Welfare
Educatori professionali, un corpo diviso a metà
La pandemia ha, tra le altre cose, posto nuovamente in evidenza l’importanza e insieme la fragilità delle professioni educative e pedagogiche. In questa estate ancora segnata dalle preoccupazioni sembra avvicinarsi il tanto atteso tempo della definizione del profilo dell'educatore professionale. Sapranno le istituzioni preposte superare quella cortina di resistenze corporative che sino ad oggi ha impedito di giungere ad un quadro chiaro e definito, capace di dare al nostro welfare figure educative e pedagogiche solide e valorizzate?
In questa estate ancora segnata dalle preoccupazioni e dai traumi generati dalla pandemia, sembra avvicinarsi il tanto atteso tempo della definizione del profilo dell'educatore professionale. L’emergenza ha, tra le altre cose, posto nuovamente in evidenza l’importanza e insieme la fragilità delle professioni educative e pedagogiche. A testimonianza di ciò vogliamo segnalare come durante l’epidemia da Covid19 che ha colpito tutta l'architettura dei servizi alla persona entrambi i profili (in tutti i presidi sociali, sanitari, socio educativi e della salute) abbiano ottemperato con difficoltà e con tutti gli strumenti possibili, a distanza e nel rispetto delle indicazioni sanitarie, attrezzandosi con i DPI, per non far mancare il lavoro educativo dell'avere cura delle persone prese in carico.
Delle criticità collegate al dualismo dei profili e della relativa proposta di profilo unico volta a superarle si è discusso in una recente diretta Facebook promossa dalla CGIL-Funzione Pubblica dal titolo “Educatori. Tra caos normativo e diritti negati", iziativa alla quale siamo intervenuti e che è ora visibile in streaming. In questa occasione la nostra associazione ha registrato, anzi ha avuto forte conferma, della convergenza con il principale sindacato di settore sull’esigenza di giungere presto ad una legge quadro sulle professioni educative che preveda finalmente la individuazione di un profilo unico di educatore.
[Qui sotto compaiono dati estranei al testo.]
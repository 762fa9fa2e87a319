//! Emotion categories, score records and the per-request detection result

use serde::ser::SerializeStruct;
use serde::{Serialize, Serializer};
use std::fmt;

/// The five emotion categories reported by the remote service
///
/// Declaration order is significant: it is the tie-break order used when
/// picking the dominant emotion.
#[derive(Debug, Clone, Copy, PartialEq, Eq, Hash, Serialize)]
#[serde(rename_all = "lowercase")]
pub enum Emotion {
    Anger,
    Disgust,
    Fear,
    Joy,
    Sadness,
}

impl Emotion {
    /// All emotions in tie-break order
    pub const ALL: [Emotion; 5] = [
        Emotion::Anger,
        Emotion::Disgust,
        Emotion::Fear,
        Emotion::Joy,
        Emotion::Sadness,
    ];

    /// Lowercase name, as used on the wire and in rendered sentences
    pub fn as_str(&self) -> &'static str {
        match self {
            Self::Anger => "anger",
            Self::Disgust => "disgust",
            Self::Fear => "fear",
            Self::Joy => "joy",
            Self::Sadness => "sadness",
        }
    }
}

impl fmt::Display for Emotion {
    fn fmt(&self, f: &mut fmt::Formatter<'_>) -> fmt::Result {
        f.write_str(self.as_str())
    }
}

/// Scores for all five emotions
#[derive(Debug, Clone, Copy, PartialEq, Default, Serialize)]
pub struct EmotionScores {
    pub anger: f64,
    pub disgust: f64,
    pub fear: f64,
    pub joy: f64,
    pub sadness: f64,
}

impl EmotionScores {
    pub fn new(anger: f64, disgust: f64, fear: f64, joy: f64, sadness: f64) -> Self {
        Self {
            anger,
            disgust,
            fear,
            joy,
            sadness,
        }
    }

    /// Score for a single emotion
    pub fn score(&self, emotion: Emotion) -> f64 {
        match emotion {
            Emotion::Anger => self.anger,
            Emotion::Disgust => self.disgust,
            Emotion::Fear => self.fear,
            Emotion::Joy => self.joy,
            Emotion::Sadness => self.sadness,
        }
    }

    /// `(emotion, score)` pairs in [`Emotion::ALL`] order
    pub fn iter(&self) -> impl Iterator<Item = (Emotion, f64)> {
        let scores = *self;
        Emotion::ALL
            .into_iter()
            .map(move |emotion| (emotion, scores.score(emotion)))
    }

    /// The emotion with the highest score.
    ///
    /// Only a strictly greater score displaces the current leader, so equal
    /// maxima resolve to whichever emotion comes first in [`Emotion::ALL`].
    pub fn dominant(&self) -> Emotion {
        let mut pairs = self.iter();
        let (mut best, mut best_score) = match pairs.next() {
            Some(first) => first,
            None => return Emotion::Anger,
        };

        for (emotion, score) in pairs {
            if score > best_score {
                best = emotion;
                best_score = score;
            }
        }

        best
    }
}

/// Outcome of one detection call.
///
/// Either every score and the dominant emotion are known, or none of them
/// are. There is no way to build a partially filled result.
#[derive(Debug, Clone, Copy, PartialEq)]
pub enum EmotionResult {
    /// The remote service returned usable scores
    Detected(EmotionScores),
    /// Input was rejected or the call failed
    Absent,
}

impl EmotionResult {
    pub fn is_absent(&self) -> bool {
        matches!(self, Self::Absent)
    }

    pub fn scores(&self) -> Option<&EmotionScores> {
        match self {
            Self::Detected(scores) => Some(scores),
            Self::Absent => None,
        }
    }

    pub fn anger(&self) -> Option<f64> {
        self.scores().map(|s| s.anger)
    }

    pub fn disgust(&self) -> Option<f64> {
        self.scores().map(|s| s.disgust)
    }

    pub fn fear(&self) -> Option<f64> {
        self.scores().map(|s| s.fear)
    }

    pub fn joy(&self) -> Option<f64> {
        self.scores().map(|s| s.joy)
    }

    pub fn sadness(&self) -> Option<f64> {
        self.scores().map(|s| s.sadness)
    }

    pub fn dominant_emotion(&self) -> Option<Emotion> {
        self.scores().map(EmotionScores::dominant)
    }
}

impl From<EmotionScores> for EmotionResult {
    fn from(scores: EmotionScores) -> Self {
        Self::Detected(scores)
    }
}

// Flat six-field shape with nulls for the absent case.
impl Serialize for EmotionResult {
    fn serialize<S: Serializer>(&self, serializer: S) -> Result<S::Ok, S::Error> {
        let mut state = serializer.serialize_struct("EmotionResult", 6)?;
        state.serialize_field("anger", &self.anger())?;
        state.serialize_field("disgust", &self.disgust())?;
        state.serialize_field("fear", &self.fear())?;
        state.serialize_field("joy", &self.joy())?;
        state.serialize_field("sadness", &self.sadness())?;
        state.serialize_field("dominant_emotion", &self.dominant_emotion())?;
        state.end()
    }
}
Contestualmente abbiamo rilanciato la petizione promossa nei primi mesi del 2020 e poi accantonata per occuparci del sostegno alle colleghe ed ai colleghi durante la emergenza sanitaria. Uno dei punti qualificanti della petizione ancora in corso è appunto l’istituzione di un profilo unico di educatore, sul modello di social educator prevalente in Europa (la petizione ha ad oggi raccolto circa 4.900 adesioni ed è in continua crescita). Pretendiamo un profilo adeguato a rispondere alle domande di una società velocemente trasformata e che integri – in un nuovo corso accademico – il meglio dei percorsi esistenti e passati (pensiamo ad esempio anche alla esperienza delle vecchie scuole regionali interconnesse ai servizi territoriali), con un occhio particolare alle altre realtà europee.
L'individuazione di un nuovo profilo unico di educatore vedrebbe automaticamente equipollenti senza oneri formativi gli attuali educatori professionali sociopedagogici e sociosanitari e risolverebbe in un solo colpo le problematiche dei lavoratori del settore sottoposti oggi ad un assurdo risiko sugli ambiti di lavoro, che sta generando accreditamenti differenziati a livello regionale. La Regione Veneto ad esempio con una recente delibera contestata da una lettera unitaria dei Mille di altre tre associazioni (APP, Conped, Uniped), mette a rischio la presenza degli educatori professionali sociopedagogici e dei pedagogisti in ambiti dove è prezioso il loro contributo (come, ad esempio, le comunità psichiatriche). Stessi problemi incontrano spesso gli educatori professionali sociosanitari sul versante scolastico e sociale: sebbene l’attuale normativa (seppur per molti versi confusa e contraddittoria) contempli la compresenza nei diversi ambiti dei due profili di educatore e la valorizzazione della figura del pedagogista, sovente ciò non accade nella realtà materiale dei servizi. Il mercato è stato forzato ad orientarsi su ambiti differenziati, anche sotto la influenza di informazioni inesatte e confusive circolate negli ultimi mesi, alle quali si è però allineato con colpevole superficialità. Un mercato che vede tutt’ora le professioni educative bistrattate, con condizioni salariali e contrattuali (ricordiamo che il livello formativo dell'EP è la laurea triennale e quello del pedagogista quello magistrale quinquennale) inadeguate: sottoposte a fenomeni inaccettabili come le notti passive, la cattiva gestione dei part-time misti, carichi di lavoro eccessivi, frequente carenza di supervisione e prevenzione del burnout.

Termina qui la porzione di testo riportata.